# Best place to save money for a child?



## blinkbelle (7 May 2007)

hi all,

Im sure this has been asked before. Ive looked at some other threads but cant find anything. Im bascially looking to have about €50pw out of my bank of ireland account into another savings account for my daughter.

 At the moment i have €30 going into a boi saving account but it is not making any interest, at the time I just wanted to save money for her, but now as her christening money has gone in etc she has accumalated quite a bit.

If anyone could point me in the right direction id be grateful? I just want her to have money for college etc when she grows up

Thanks


----------



## basamin (8 May 2007)

how about post office savings certificates.16% for 5 and a half years


----------



## NorfBank (8 May 2007)

have you checked here http://www.askaboutmoney.com/showthread.php?t=20747


----------



## march (9 May 2007)

HI 

I'm opening a credit union account for my 1 year old. I think its best for this purpose and they can borrow if needs be.


----------



## CCOVICH (9 May 2007)

basamin said:


> how about post office savings certificates.16% for 5 and a half years



That's a poor return compared to what is available on deposit accounts, or regular savings accounts for that matter (details of which are available in the Best Buys forum).

If saving for long-term (10 years plus), you may want to consider something more risky (with a greater potential return) than  cash.  Unit linked finds allow you to add €50+ per month.

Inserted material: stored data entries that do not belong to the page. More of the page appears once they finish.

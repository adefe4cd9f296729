//! Storage module
//!
//! Content-addressed block logging and hash-verified piece assembly.

pub mod block;
pub mod store;

pub use block::{Block, BlockPointer};
pub use store::PieceStore;
//! Peer wire messages
//!
//! Length-prefixed frames exchanged after the handshake. Payload lengths
//! are checked strictly: a frame whose payload does not match its id is a
//! protocol error, not a best-effort parse.

use anyhow::Result;
use bytes::{Buf, BufMut, BytesMut};
use tracing::{debug, error, trace};

use crate::error::ShareError;

/// Wire message IDs
#[derive(Debug, Clone, Copy, PartialEq, Eq)]
#[repr(u8)]
pub enum MessageId {
    Choke = 0,
    Unchoke = 1,
    Interested = 2,
    NotInterested = 3,
    Have = 4,
    Bitfield = 5,
    Request = 6,
    Piece = 7,
    Cancel = 8,
    Port = 9,
}

impl TryFrom<u8> for MessageId {
    type Error = anyhow::Error;

    fn try_from(value: u8) -> Result<Self> {
        match value {
            0 => Ok(MessageId::Choke),
            1 => Ok(MessageId::Unchoke),
            2 => Ok(MessageId::Interested),
            3 => Ok(MessageId::NotInterested),
            4 => Ok(MessageId::Have),
            5 => Ok(MessageId::Bitfield),
            6 => Ok(MessageId::Request),
            7 => Ok(MessageId::Piece),
            8 => Ok(MessageId::Cancel),
            9 => Ok(MessageId::Port),
            _ => {
                error!("Invalid message ID: {}", value);
                Err(ShareError::protocol_error_with_source(
                    "Invalid message ID",
                    format!("value: {}", value),
                )
                .into())
            }
        }
    }
}

/// A peer wire frame
#[derive(Debug, Clone, PartialEq, Eq)]
pub enum Message {
    KeepAlive,
    Choke,
    Unchoke,
    Interested,
    NotInterested,
    Have { piece_index: u32 },
    Bitfield { bits: Vec<u8> },
    Request { index: u32, begin: u32, length: u32 },
    Piece { index: u32, begin: u32, block: Vec<u8> },
    Cancel { index: u32, begin: u32, length: u32 },
    Port { dht_port: u16 },
}

impl Message {
    /// Message ID for this frame (None for KeepAlive)
    pub fn message_id(&self) -> Option<MessageId> {
        match self {
            Message::KeepAlive => None,
            Message::Choke => Some(MessageId::Choke),
            Message::Unchoke => Some(MessageId::Unchoke),
            Message::Interested => Some(MessageId::Interested),
            Message::NotInterested => Some(MessageId::NotInterested),
            Message::Have { .. } => Some(MessageId::Have),
            Message::Bitfield { .. } => Some(MessageId::Bitfield),
            Message::Request { .. } => Some(MessageId::Request),
            Message::Piece { .. } => Some(MessageId::Piece),
            Message::Cancel { .. } => Some(MessageId::Cancel),
            Message::Port { .. } => Some(MessageId::Port),
        }
    }

    /// Frame length excluding the 4-byte length prefix
    pub fn length(&self) -> u32 {
        match self {
            Message::KeepAlive => 0,
            Message::Choke
            | Message::Unchoke
            | Message::Interested
            | Message::NotInterested => 1,
            Message::Have { .. } => 5,
            Message::Bitfield { bits } => 1 + bits.len() as u32,
            Message::Request { .. } | Message::Cancel { .. } => 13,
            Message::Piece { block, .. } => 9 + block.len() as u32,
            Message::Port { .. } => 3,
        }
    }

    /// Serialize the frame, including the length prefix
    pub fn serialize(&self) -> Vec<u8> {
        trace!("Serializing frame: {:?}", self.message_id());
        let mut buf = BytesMut::with_capacity(4 + self.length() as usize);

        buf.put_u32(self.length());

        match self {
            Message::KeepAlive => {}
            Message::Choke => buf.put_u8(MessageId::Choke as u8),
            Message::Unchoke => buf.put_u8(MessageId::Unchoke as u8),
            Message::Interested => buf.put_u8(MessageId::Interested as u8),
            Message::NotInterested => buf.put_u8(MessageId::NotInterested as u8),
            Message::Have { piece_index } => {
                buf.put_u8(MessageId::Have as u8);
                buf.put_u32(*piece_index);
            }
            Message::Bitfield { bits } => {
                buf.put_u8(MessageId::Bitfield as u8);
                buf.put_slice(bits);
            }
            Message::Request { index, begin, length } => {
                buf.put_u8(MessageId::Request as u8);
                buf.put_u32(*index);
                buf.put_u32(*begin);
                buf.put_u32(*length);
            }
            Message::Piece { index, begin, block } => {
                buf.put_u8(MessageId::Piece as u8);
                buf.put_u32(*index);
                buf.put_u32(*begin);
                buf.put_slice(block);
            }
            Message::Cancel { index, begin, length } => {
                buf.put_u8(MessageId::Cancel as u8);
                buf.put_u32(*index);
                buf.put_u32(*begin);
                buf.put_u32(*length);
            }
            Message::Port { dht_port } => {
                buf.put_u8(MessageId::Port as u8);
                buf.put_u16(*dht_port);
            }
        }

        buf.to_vec()
    }

    /// Deserialize a frame, including the length prefix
    pub fn deserialize(data: &[u8]) -> Result<Self> {
        let mut buf = BytesMut::from(data);

        if buf.remaining() < 4 {
            return Err(ShareError::protocol_error("Frame shorter than length prefix").into());
        }

        let length = buf.get_u32() as usize;

        if length == 0 {
            return Ok(Message::KeepAlive);
        }

        if buf.remaining() != length {
            error!(
                "Frame payload length mismatch: prefix says {}, got {}",
                length,
                buf.remaining()
            );
            return Err(ShareError::protocol_error_with_source(
                "Frame payload length mismatch",
                format!("prefix: {}, payload: {}", length, buf.remaining()),
            )
            .into());
        }

        let id = buf.get_u8();
        let message_id = MessageId::try_from(id)?;
        debug!("Deserializing frame id {:?} ({} payload bytes)", message_id, length - 1);

        let payload_err = |expected: &str| {
            ShareError::protocol_error_with_source(
                format!("Invalid payload for {:?}", message_id),
                format!("expected {}, got {} bytes", expected, length - 1),
            )
        };

        match message_id {
            MessageId::Choke => Ok(Message::Choke),
            MessageId::Unchoke => Ok(Message::Unchoke),
            MessageId::Interested => Ok(Message::Interested),
            MessageId::NotInterested => Ok(Message::NotInterested),
            MessageId::Have => {
                if buf.remaining() != 4 {
                    return Err(payload_err("4 bytes").into());
                }
                Ok(Message::Have { piece_index: buf.get_u32() })
            }
            MessageId::Bitfield => Ok(Message::Bitfield { bits: buf.to_vec() }),
            MessageId::Request => {
                if buf.remaining() != 12 {
                    return Err(payload_err("12 bytes").into());
                }
                Ok(Message::Request {
                    index: buf.get_u32(),
                    begin: buf.get_u32(),
                    length: buf.get_u32(),
                })
            }
            MessageId::Piece => {
                if buf.remaining() < 8 {
                    return Err(payload_err("at least 8 bytes").into());
                }
                Ok(Message::Piece {
                    index: buf.get_u32(),
                    begin: buf.get_u32(),
                    block: buf.to_vec(),
                })
            }
            MessageId::Cancel => {
                if buf.remaining() != 12 {
                    return Err(payload_err("12 bytes").into());
                }
                Ok(Message::Cancel {
                    index: buf.get_u32(),
                    begin: buf.get_u32(),
                    length: buf.get_u32(),
                })
            }
            MessageId::Port => {
                if buf.remaining() != 2 {
                    return Err(payload_err("2 bytes").into());
                }
                Ok(Message::Port { dht_port: buf.get_u16() })
            }
        }
    }
}

#[cfg(test)]
mod tests {
    use super::*;

    #[test]
    fn test_keepalive_is_four_zero_bytes() {
        let serialized = Message::KeepAlive.serialize();
        assert_eq!(serialized, vec![0, 0, 0, 0]);
        assert_eq!(Message::deserialize(&serialized).unwrap(), Message::KeepAlive);
    }

    #[test]
    fn test_choke_round_trip() {
        let serialized = Message::Choke.serialize();
        assert_eq!(serialized, vec![0, 0, 0, 1, 0]);
        assert_eq!(Message::deserialize(&serialized).unwrap(), Message::Choke);
    }

    #[test]
    fn test_have_round_trip() {
        let message = Message::Have { piece_index: 42 };
        let deserialized = Message::deserialize(&message.serialize()).unwrap();
        assert_eq!(deserialized, message);
    }

    #[test]
    fn test_request_round_trip() {
        let message = Message::Request { index: 1, begin: 16384, length: 16384 };
        let deserialized = Message::deserialize(&message.serialize()).unwrap();
        assert_eq!(deserialized, message);
    }

    #[test]
    fn test_piece_round_trip() {
        let message = Message::Piece { index: 10, begin: 0, block: vec![1, 2, 3, 4, 5] };
        let deserialized = Message::deserialize(&message.serialize()).unwrap();
        assert_eq!(deserialized, message);
    }

    #[test]
    fn test_port_round_trip() {
        let message = Message::Port { dht_port: 6881 };
        let deserialized = Message::deserialize(&message.serialize()).unwrap();
        assert_eq!(deserialized, message);
    }

    #[test]
    fn test_frame_lengths() {
        assert_eq!(Message::KeepAlive.length(), 0);
        assert_eq!(Message::Choke.length(), 1);
        assert_eq!(Message::Have { piece_index: 0 }.length(), 5);
        assert_eq!(Message::Request { index: 0, begin: 0, length: 0 }.length(), 13);
        assert_eq!(Message::Piece { index: 0, begin: 0, block: vec![1, 2, 3] }.length(), 12);
        assert_eq!(Message::Port { dht_port: 0 }.length(), 3);
    }

    #[test]
    fn test_truncated_have_rejected() {
        // Have with a 2-byte payload
        let data = vec![0, 0, 0, 3, 4, 0, 0];
        assert!(Message::deserialize(&data).is_err());
    }

    #[test]
    fn test_payload_length_mismatch_rejected() {
        // Prefix claims 5 bytes, only 2 present
        let data = vec![0, 0, 0, 5, 4, 0];
        assert!(Message::deserialize(&data).is_err());
    }

    #[test]
    fn test_unknown_id_rejected() {
        let data = vec![0, 0, 0, 1, 10];
        assert!(Message::deserialize(&data).is_err());
        assert!(MessageId::try_from(10).is_err());
    }

    #[test]
    fn test_message_id_table() {
        assert_eq!(MessageId::try_from(0).unwrap(), MessageId::Choke);
        assert_eq!(MessageId::try_from(5).unwrap(), MessageId::Bitfield);
        assert_eq!(MessageId::try_from(9).unwrap(), MessageId::Port);
    }
}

I'm pretty sure both cash and equity based investment has been discussed previously-probably in connection with saving child benefit/children's allowance.


----------



## z108 (10 May 2007)

It sonds like shes still a toddler ?  As time is on your side, how about a unit linked fund like Quinn Life ? 
You can always switch out of it a few years before she needs it .


----------



## States (10 May 2007)

Just opened a RaboDirect account for my daughter.  Rates and products are competitive.


----------